15
de Setembro 2000
POP
ROCK - DISCOS
Fátima Miranda
ArteSonado
(9/10)
Led, distri. Ananana
Mal fará quem se propuser escutar
o mais recente álbum da cantora espanhola Fátima Miranda recostado no sofá com
a concentração regulada a meio gás. “ArteSonado” exige que o mundo se apague à
sua volta de modo a deixara voz inundar o mais ínfimo recanto da alma. Mantendo
embora o mesmo elevadíssimo grau de virtuosismo e experimentação vocais que
caracterizavam o anterior e magnífico “Concierto en Canto”, o novo trabalho da
cantora que esta semana atuou em Lisboa e no Porto opera porventura a um nível
mais subliminar, evidenciando sinais de um ritualismo que, recorrendo, como
seria de esperar, a técnicas vocais tradicionais como o drhupad indiano, o
flamenco ou o canto polifónico de Tuva, se revestem de uma inconfundível
modernidade.
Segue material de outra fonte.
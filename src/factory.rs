use std::fmt;
use std::str::FromStr;

use serde::{Deserialize, Serialize};

use crate::config::StoreConfig;
use crate::container::DateContainer;
use crate::storage::errors::ErrorType;
use crate::storage::{DateStorage, StoreResult, DEFAULT_AUTO_CLEAN_THRESHOLD};
use crate::time::Zone;

/// Preset identity formats
#[derive(Copy, Clone, Debug, Serialize, Deserialize, PartialEq, Eq, Hash)]
#[serde(rename_all = "lowercase")]
pub enum Granularity {
    Second,
    Minute,
    Hour,
    Day,
}

impl Granularity {
    pub const fn format(&self) -> &'static str {
        match self {
            Granularity::Second => "%Y-%m-%d %H:%M:%S",
            Granularity::Minute => "%Y-%m-%d %H:%M",
            Granularity::Hour => "%Y-%m-%d %H",
            Granularity::Day => "%Y-%m-%d",
        }
    }
}

impl FromStr for Granularity {
    type Err = ErrorType;

    fn from_str(s: &str) -> Result<Self, Self::Err> {
        match s.to_lowercase().as_str() {
            "second" => Ok(Granularity::Second),
            "minute" => Ok(Granularity::Minute),
            "hour" => Ok(Granularity::Hour),
            "day" => Ok(Granularity::Day),
            _ => Err(ErrorType::InvalidArgument(format!("Unknown granularity: {s}"))),
        }
    }
}

impl fmt::Display for Granularity {
    fn fmt(&self, f: &mut fmt::Formatter<'_>) -> fmt::Result {
        match self {
            Granularity::Second => write!(f, "second"),
            Granularity::Minute => write!(f, "minute"),
            Granularity::Hour => write!(f, "hour"),
            Granularity::Day => write!(f, "day"),
        }
    }
}

/// Builds containers that all share one [Zone]
#[derive(Debug, Clone)]
pub struct DateContainerFactory {
    zone: Zone,
    /// `None` disables auto clean on the created storages
    auto_clean_threshold: Option<u8>,
}

impl DateContainerFactory {
    pub fn new(zone: Zone) -> Self {
        Self {
            zone,
            auto_clean_threshold: Some(DEFAULT_AUTO_CLEAN_THRESHOLD),
        }
    }

    pub fn from_config(config: &StoreConfig) -> Self {
        Self {
            zone: config.zone.clone(),
            auto_clean_threshold: config.auto_clean.then_some(config.auto_clean_threshold),
        }
    }

    pub fn zone(&self) -> &Zone {
        &self.zone
    }

    pub fn create_from_format<T>(&self, format: &str) -> StoreResult<DateContainer<T>> {
        let storage = DateStorage::new(format, self.zone.clone())?;
        Ok(DateContainer::new(self.configure(storage)))
    }

    pub fn create<T>(&self, granularity: Granularity) -> DateContainer<T> {
        let storage = DateStorage::preset(granularity, self.zone.clone());
        DateContainer::new(self.configure(storage))
    }

    pub fn create_interval_second<T>(&self) -> DateContainer<T> {
        self.create(Granularity::Second)
    }

    pub fn create_interval_minute<T>(&self) -> DateContainer<T> {
        self.create(Granularity::Minute)
    }

    pub fn create_interval_hour<T>(&self) -> DateContainer<T> {
        self.create(Granularity::Hour)
    }

    pub fn create_interval_day<T>(&self) -> DateContainer<T> {
        self.create(Granularity::Day)
    }

    fn configure<T>(&self, storage: DateStorage<T>) -> DateStorage<T> {
        match self.auto_clean_threshold {
            Some(threshold) => storage.with_auto_clean(threshold),
            None => storage.without_auto_clean(),
        }
    }
}

impl Default for DateContainerFactory {
    fn default() -> Self {
        Self::new(Zone::utc())
    }
}
use thiserror::Error;

#[derive(Clone, Debug, PartialEq, Eq, Error)]
pub enum ErrorType {
    #[error("Invalid argument: {0}")]
    InvalidArgument(String),

    #[error("Date storage expects date in time zone {expected}, yet received {supplied}")]
    IllegalTimezone { expected: String, supplied: String },
}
Fátima Miranda invoca aqui forças ancestrais e coloca a voz ao seu
serviço numa sequência de oito movimentos que percorrem toda a gama de registos
vocais e estados de espírito que vão da serenidade contemplativa à histeria, da
regressão à infância ao lançamento de maldições, da recriação étnica ao risco
absoluto, entre o humor e a psicose, o amor e a morte. “Ornado de artesões” ou
a “arte que soa”, dois dos significados semânticos do título, “ArteSonado” é a
arquitetura vocal e anímica de êxtases formatados pela inteligência analítica e
por uma imensa vontade de ir sempre mais além. Acondicionado num livro que é,
também ele, um intenso convite ao jogo e ao prazer, “ArteSonado” não terá o impacte
de “Concierto en Canto” mas deixa a certeza de que ficará igualmente inscrito
no grupo das grandes obras vocais deste século.